Poésies

la Corée poétique du XVIe siècle

Belle édition que cette Anthologie de la poésie coréenne du XVIe siècle, en ouvrage grand format 21×21, un papier épais et une édition bilingue agrémentée de nombreux commentaires sur les auteurs et les spécificités coréennes du texte pour présenter au lecteur français la diversité et le caractère unique de la poésie coréenne du XVIème siècle ?

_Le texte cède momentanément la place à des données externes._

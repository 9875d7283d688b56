//! Dependencies-minimized core for Lexe TLS.

use std::sync::{Arc, LazyLock};

/// Allow accessing [`rustls`] via `lexe_tls::rustls`.
pub use rustls;
use rustls::{crypto::WebPkiSupportedAlgorithms, ClientConfig, ServerConfig};
/// Allow accessing [`webpki_roots`] via `lexe_tls::webpki_roots`.
#[cfg(feature = "webpki-roots")]
pub use webpki_roots;

/// Helper to get a builder for a [`ClientConfig`] with Lexe's presets.
/// NOTE: Remember: Set `alpn_protocols` to [`LEXE_ALPN_PROTOCOLS`] afterwards!
pub fn client_config_builder(
) -> rustls::ConfigBuilder<ClientConfig, rustls::WantsVerifier> {
    // We use the correct provider and TLS versions here
    #[allow(clippy::disallowed_methods)]
    ClientConfig::builder_with_provider(LEXE_CRYPTO_PROVIDER.clone())
        .with_protocol_versions(LEXE_TLS_PROTOCOL_VERSIONS)
        .expect("Checked in tests")
}

/// Helper to get a builder for a [`ServerConfig`] with Lexe's presets.
/// NOTE: Remember: Set `alpn_protocols` to [`LEXE_ALPN_PROTOCOLS`] afterwards!
pub fn server_config_builder(
) -> rustls::ConfigBuilder<ServerConfig, rustls::WantsVerifier> {
    // We use the correct provider and TLS versions here
    #[allow(clippy::disallowed_methods)]
    ServerConfig::builder_with_provider(LEXE_CRYPTO_PROVIDER.clone())
        .with_protocol_versions(LEXE_TLS_PROTOCOL_VERSIONS)
        .expect("Checked in tests")
}

/// Lexe TLS protocol version: TLSv1.3
pub static LEXE_TLS_PROTOCOL_VERSIONS: &[&rustls::SupportedProtocolVersion] =
    &[&rustls::version::TLS13];
/// Lexe cipher suite: specifically `TLS13_AES_128_GCM_SHA256`
static LEXE_CIPHER_SUITES: &[rustls::SupportedCipherSuite] =
    &[rustls::crypto::ring::cipher_suite::TLS13_AES_128_GCM_SHA256];
/// Lexe key exchange group: X25519
static LEXE_KEY_EXCHANGE_GROUPS: &[&dyn rustls::crypto::SupportedKxGroup] =
    &[rustls::crypto::ring::kx_group::X25519];
/// Lexe default value for [`ClientConfig::alpn_protocols`] and
/// [`ServerConfig::alpn_protocols`]: HTTP/1.1 and HTTP/2
pub static LEXE_ALPN_PROTOCOLS: LazyLock<Vec<Vec<u8>>> =
    LazyLock::new(|| vec!["h2".into(), "http/1.1".into()]);

/// Our [`rustls::crypto::CryptoProvider`].
/// Use this instead of [`rustls::crypto::ring::default_provider`].
pub static LEXE_CRYPTO_PROVIDER: LazyLock<Arc<rustls::crypto::CryptoProvider>> =
    LazyLock::new(|| {
        #[allow(clippy::disallowed_methods)] // We customize it here
        let mut provider = rustls::crypto::ring::default_provider();
        LEXE_CIPHER_SUITES.clone_into(&mut provider.cipher_suites);
        LEXE_KEY_EXCHANGE_GROUPS.clone_into(&mut provider.kx_groups);
        provider.signature_verification_algorithms = LEXE_SIGNATURE_ALGORITHMS;
        // provider.secure_random = &Ring;
        // provider.key_provider = &Ring;
        Arc::new(provider)
    });

/// The value to pass to
/// [`ServerCertVerifier::supported_verify_schemes`](rustls::client::danger::ServerCertVerifier::supported_verify_schemes)
pub static LEXE_SUPPORTED_VERIFY_SCHEMES: LazyLock<
    Vec<rustls::SignatureScheme>,
> = LazyLock::new(|| {
    LEXE_SIGNATURE_ALGORITHMS
        .mapping
        .iter()
        .map(|(sigscheme, _sig_verify_alg)| *sigscheme)
        .collect()
});

/// Lexe signature algorithms: Only Ed25519.
/// Pass this to [`rustls::crypto::verify_tls13_signature`].
pub static LEXE_SIGNATURE_ALGORITHMS: WebPkiSupportedAlgorithms =
    WebPkiSupportedAlgorithms {
        all: &[rustls_webpki::ring::ED25519],
        mapping: &[(
            rustls::SignatureScheme::ED25519,
            &[rustls_webpki::ring::ED25519],
        )],
    };

/// Mozilla's webpki roots as a lazily-initialized [`rustls::RootCertStore`].
///
/// In some places where we must trust Mozilla's webpki roots, we add the trust
/// anchors manually to avoid enabling reqwest's `rustls-tls-webpki-roots`
/// feature, which propagates to other crates via feature unification.
///
/// It's safer to add the Mozilla roots manually than to have to remember to set
/// `.tls_built_in_root_certs(false)` in every `reqwest` client builder.
///
/// # Example
///
/// ```ignore
/// # use std::time::Duration;
/// # use anyhow::Context;
/// #
/// fn build_reqwest_client() -> anyhow::Result<reqwest::Client> {
///     let tls_config = lexe_tls::client_config_builder()
///         .with_root_certificates(lexe_tls::WEBPKI_ROOT_CERTS.clone())
///         .with_no_client_auth();
///
///     let client = reqwest::ClientBuilder::new()
///         .https_only(true)
///         .use_preconfigured_tls(tls_config)
///         .timeout(Duration::from_secs(10))
///         .build()
///         .context("reqwest::ClientBuilder::build failed")?;
///
///     Ok(client)
/// }
/// ```
#[cfg(feature = "webpki-roots")]
pub static WEBPKI_ROOT_CERTS: std::sync::LazyLock<
    std::sync::Arc<rustls::RootCertStore>,
> = LazyLock::new(|| {
    let roots = webpki_roots::TLS_SERVER_ROOTS.to_vec();
    Arc::new(rustls::RootCertStore { roots })
});
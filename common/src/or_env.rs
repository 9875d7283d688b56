//! Use `OrEnvExt` when you have a cli arg (e.g. `db_url: Option<String>`) that
//! can also be set by a "fallback" env variable (e.g. `$DATABASE_URL`). Then,
//! when initializing the args, just use `db_url.or_env_mut("DATABASE_URL")?`.
//!
//! This works with any `FromStr` type, in which case it will parse the env
//! value and return an error if that fails.

use std::{env, str::FromStr};

use anyhow::Context;

pub trait OrEnvExt: Sized {
    /// Analogous to [`Option::or_else`]. Takes ownership of the arg if set,
    /// otherwise initializes the arg from env. Used to initialize args lazily.
    /// Also has good ergonomics with [`Result`] / [`Option`] chains.
    fn or_env(mut self, env_var: &'static str) -> anyhow::Result<Self> {
        self.or_env_mut(env_var)?;
        Ok(self)
    }

    /// If the arg is not set, initialize the arg from env by mutating the arg
    /// in place. Used to proactively initialize and validate args.
    fn or_env_mut(
        &mut self,
        env_var: &'static str,
    ) -> anyhow::Result<&mut Self>;
}

fn env_var_opt(env_var: &'static str) -> anyhow::Result<Option<String>> {
    match env::var(env_var) {
        Ok(val_str) => Ok(Some(val_str)),
        Err(env::VarError::NotPresent) => Ok(None),
        Err(env::VarError::NotUnicode(s)) =>
            Err(anyhow::format_err!("invalid unicode: '{:?}'", s)),
    }
}

impl<T> OrEnvExt for Option<T>
where
    T: FromStr,
    T::Err: Into<anyhow::Error>,
{
    fn or_env_mut(
        &mut self,
        env_var: &'static str,
    ) -> anyhow::Result<&mut Option<T>> {
        if self.is_none() {
            // If no env var, do nothing. Error if not UTF-8 encoded.
            let val_str = match env_var_opt(env_var).context(env_var)? {
                Some(v) => v,
                None => return Ok(self),
            };
            let val = T::from_str(&val_str)
                .map_err(Into::into)
                .with_context(|| format!("Invalid env value `${env_var}`"))?;
            *self = Some(val);
        }

        Ok(self)
    }
}

impl OrEnvExt for bool {
    fn or_env_mut(
        &mut self,
        env_var: &'static str,
    ) -> anyhow::Result<&mut bool> {
        if !*self {
            // If no env var, do nothing. Error if not UTF-8 encoded.
            let val_str = match env_var_opt(env_var).context(env_var)? {
                Some(v) => v,
                None => return Ok(self),
            };
            let val = bool::from_str(&val_str)
                .with_context(|| format!("Invalid env value `${env_var}`"))?;
            *self = val;
        }

        Ok(self)
    }
}
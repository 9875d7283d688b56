use std::{sync::Arc, time::Duration};

use axum::{routing::post, Router};
use common::net;
use lexe_api_core::error::BackendApiError;
use lexe_tokio::notify_once::NotifyOnce;
use serde::{Deserialize, Serialize};
use tracing::info_span;

use crate::{
    rest::RestClient,
    server::{self, LayerConfig, LxJson},
};

/// Conducts an HTTP request over TLS *with* all of our HTTP infrastructure.
/// Primarily exists to test TLS configs; may help if
/// [`crate::tls::test_utils::do_tls_handshake`] fails to reproduce an error.
pub async fn do_http_request(
    client_config: rustls::ClientConfig,
    server_config: Arc<rustls::ServerConfig>,
    // The DNS name used to reach the server.
    server_dns: &str,
) {
    // Request/response structs and handler used by `do_tls_handshake_with_http`
    #[derive(Serialize, Deserialize)]
    struct TestRequest {
        data: String,
    }

    #[derive(Serialize, Deserialize)]
    struct TestResponse {
        data: String,
    }

    // Appends ", world" to the request data and returns the result.
    async fn handler(
        LxJson(TestRequest { mut data }): LxJson<TestRequest>,
    ) -> LxJson<TestResponse> {
        data.push_str(", world");
        LxJson(TestResponse { data })
    }

    let router = Router::new().route("/test_endpoint", post(handler));
    let shutdown = NotifyOnce::new();
    let tls_and_dns = Some((server_config, server_dns));
    const TEST_SPAN_NAME: &str = "(test-server)";
    let (server_task, server_url) = server::spawn_server_task(
        net::LOCALHOST_WITH_EPHEMERAL_PORT,
        router,
        LayerConfig::default(),
        tls_and_dns,
        TEST_SPAN_NAME.into(),
        info_span!(parent: None, TEST_SPAN_NAME),
        shutdown.clone(),
    )
    .expect("Failed to spawn test server");

    let rest = RestClient::new("test-client", "test-server", client_config);
    let req = TestRequest {
        data: "hello".to_owned(),
    };
    let http_req = rest.post(format!("{server_url}/test_endpoint"), &req);
    let resp: TestResponse = rest
        .send::<_, BackendApiError>(http_req)
        .await
        .expect("Request failed");
    assert_eq!(resp.data, "hello, world");

    shutdown.send();
    tokio::time::timeout(Duration::from_secs(5), server_task)
        .await
        .expect("Server shutdown timed out")
        .expect("Server task panicked");
}
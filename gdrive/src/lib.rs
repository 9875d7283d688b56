//! A crate which abstracts over the Google Drive v3 API to provide a ["VFS"]
//! interface which can be used to store, fetch, update, and delete data stored
//! in Google's 3rd party cloud.
//!
//! ["VFS"]: common::api::vfs
//!
//! ## Requirements
//!
//! The main public interfaces are [`ApiCredentials`] and [`GoogleVfs`]. The
//! crate user is expected to walk the user through the [installed app OAuth2
//! flow], and is required to supply five pieces of information which are
//! necessary to construct the [`ApiCredentials`]:
//!
//! - `client_id`
//! - `client_secret`
//! - `access_token`
//! - `refresh_token`
//! - `access_token_expiry` (Can be set to 0 if unknown)
//!
//! The [`GoogleVfs`] can then be initialized using the [`ApiCredentials`] and
//! used as an atomic VFS thereafter.
//!
//! The VFS interface takes and returns raw [`Vec<u8>`] ciphertexts; it is up to
//! the caller to handle encryption/decryption and check the integrity of
//! returned ciphertexts.
//!
//! [installed app OAuth2 flow]: https://developers.google.com/identity/protocols/oauth2/native-app
//!
//! ## Rollback Protection
//!
//! Since Google is an independent 3rd party, and Lexe does not have access to
//! the Google Drive OAuth2 tokens used to make API requests, the [`GoogleVfs`]
//! is a suitable place to store data which must be resistant to rollbacks. API
//! calls can be quite expensive, however, so non security-critical data is more
//! suitably stored in Lexe's DB.
//!
//! ## The LexeData directory
//!
//! VFS files are stored in a folder in a user's My Drive called "X LexeData (DO
//! NOT RENAME, MODIFY, OR DELETE)". The folder can be moved within "My Drive"
//! but it cannot be renamed. It is also very important that users do not delete
//! or modify the files inside, which may result in data corruption and/or funds
//! loss. See the `lexe_dir` module-level docs for more info.
//!
//! ## Authorization Scopes
//!
//! The only required scope is `https://www.googleapis.com/auth/drive.file`,
//! which gives the ability to read/create/modify/delete files in "My Drive"
//! which were created by our app. Since this scope cannot be used to read a
//! user's other data, this qualifies as a "non-sensitive" scope which comes
//! which reduced app review requirements. Unlike the "appDataDir", data stored
//! in "My Drive" is NOT deleted if the user uninstalls their Lexe app. However,
//! the more restricted nature of this scope may pose problems if a user wishes
//! to restore their mobile app from a Google Drive backup that was previously
//! persisted under a different Lexe app ID, as those older files will not be
//! accessible to the newer app ID. Thus, we should avoid changing the Lexe app
//! ID, otherwise we will be forced to apply for the "restricted"
//! `https://www.googleapis.com/auth/drive` scope which gives access to all
//! files contained in a user's My Drive.
//!
//! ## Notes on testing
//!
//! - All tests in this crate make real API calls and are thus `#[ignored]`.
//! - Run tests like `cargo test -p gdrive -- --ignored <test> --show-output`.
//! - If an access token was refreshed during a test run, it will be printed to
//!   stdout. Set `--show-output` if you want to update your local env vars.
//! - Tests require setting env vars for each of the [`ApiCredentials`] fields.
//!   Note that the vars must be `export`ed for the test binary to detect them.
//! - Some tests create and delete the `regtest` VFS dir. Use `--test-threads=1`
//!   to avoid duplicates when running multiple ignored tests in one batch.
//!
//! Test run template:
//!
//! ```bash
//! export GOOGLE_CLIENT_ID="<client_id>"
//! export GOOGLE_CLIENT_SECRET="<client_secret>"
//! export GOOGLE_REFRESH_TOKEN="<refresh_token>"
//! export GOOGLE_ACCESS_TOKEN="<access_token>"
//! export GOOGLE_ACCESS_TOKEN_EXPIRY="<timestamp>" # Set to 0 if unknown
//! cargo test -p gdrive -- --test-threads=1 --ignored --show-output [<test-name>]
//! ```

use reqwest::StatusCode;
use thiserror::Error;

/// Higher-level "Google VFS" interface.
pub mod gvfs;
/// Google OAuth2 credentials.
pub mod oauth2;

/// Lower-level API client.
pub(crate) mod api;
/// Utilities relating to the Lexe data dir in My Drive.
pub(crate) mod lexe_dir;
/// API models.
pub(crate) mod models;

pub use gvfs::GoogleVfs;
pub use oauth2::ApiCredentials;

#[derive(Debug, Error)]
pub enum Error {
    // -- OAuth2 Token errors -- //
    #[error("Error occurred during token refresh: {0}")]
    TokenRefresh(Box<Self>),
    #[error("Token expired")]
    TokenExpired,
    #[error("Token did not have sufficient scopes (permissions): {scope}")]
    InsufficientScopes { scope: String },
    #[error("Token had an access_type other than 'offline': {access_type}")]
    WrongAccessType { access_type: String },
    #[error("Token had a token_type other than 'Bearer': {token_type}")]
    WrongTokenType { token_type: String },

    // -- API error -- //
    #[error("API returned error response ({code}). Response: {resp_str}")]
    Api { code: StatusCode, resp_str: String },

    // -- Underlying error -- //
    #[error("serde_json error: {0}")]
    SerdeJson(#[from] serde_json::Error),
    #[error("Reqwest error: {0:#}")]
    Reqwest(#[from] reqwest::Error),
}
#[cfg(any(test, feature = "test-utils"))]
use proptest_derive::Arbitrary;
use serde::{Deserialize, Serialize};

// TODO(max): All of these modules should be moved to `lexe_api[_core]`.

/// Authentication and User Signup.
// TODO(max): `error` depends on `auth`
pub mod auth;
/// Data types returned from the fiat exchange rate API.
pub mod fiat_rates;
/// API models which don't fit anywhere else.
pub mod models;
/// Data types specific to provisioning.
pub mod provision;
/// Revocable clients.
pub mod revocable_clients;
/// `TestEvent`.
pub mod test_event;
/// User ID-like types: `User`, `UserPk`, `NodePk`, `Scid`
pub mod user;
/// Data types which relate to node versions: `NodeRelease`, `MeasurementStruct`
pub mod version;

/// A struct denoting an empty API request or response.
///
/// This type should serialize/deserialize in such a way that we have room to
/// add optional fields in the future without causing old clients to reject the
/// message (backwards-compatible changes).
///
/// Always prefer this type over `()` (unit) to avoid API upgrade hazards. In
/// JSON, unit will only deserialize from `"null"`, meaning we can't add new
/// optional fields without breaking old clients.
///
/// ```rust
/// # use common::api::Empty;
/// assert_eq!("", serde_urlencoded::to_string(&Empty {}).unwrap());
/// assert_eq!("{}", serde_json::to_string(&Empty {}).unwrap());
/// ```
#[derive(Serialize, Deserialize, Debug, PartialEq)]
#[cfg_attr(any(test, feature = "test-utils"), derive(Arbitrary))]
pub struct Empty {}

#[cfg(test)]
mod test {
    use super::*;
    use crate::test_utils::roundtrip;

    #[test]
    fn empty_serde() {
        // query string

        assert_eq!("", serde_urlencoded::to_string(&Empty {}).unwrap());

        assert_eq!(Empty {}, serde_urlencoded::from_str::<Empty>("").unwrap(),);
        assert_eq!(
            Empty {},
            serde_urlencoded::from_str::<Empty>("foo=123").unwrap(),
        );

        roundtrip::query_string_roundtrip_proptest::<Empty>();

        // json

        assert_eq!("{}", serde_json::to_string(&Empty {}).unwrap());

        // empty string is not valid json
        serde_json::from_str::<Empty>("").unwrap_err();
        // reject other invalid json
        serde_json::from_str::<Empty>("asdlfki").unwrap_err();

        assert_eq!(Empty {}, serde_json::from_str::<Empty>("{}").unwrap(),);
        assert_eq!(
            Empty {},
            serde_json::from_str::<Empty>(r#"{"foo":123}"#).unwrap(),
        );

        roundtrip::json_string_roundtrip_proptest::<Empty>();
    }
}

Sous Joseon, les nobles ont un accès plus facile et presque réservé à l’éducation. Sans surprise, ils sont donc les principaux écrivains de l’époque. Devenus fonctionnaires ou ministres, certains choisissent le roi comme thème d’écriture. De nombreux poèmes du XVIème siècle chantent ses louanges ou la déception due à son absence, comme les hymnes à la fidélité de Chong Ch’eol. Le souverain tient son pouvoir du ciel, il est garant de la protection du peuple en vertu de la pensée confucéenne. Pour le peuple coréen, plus qu’un roi, c’est avant tout un symbole.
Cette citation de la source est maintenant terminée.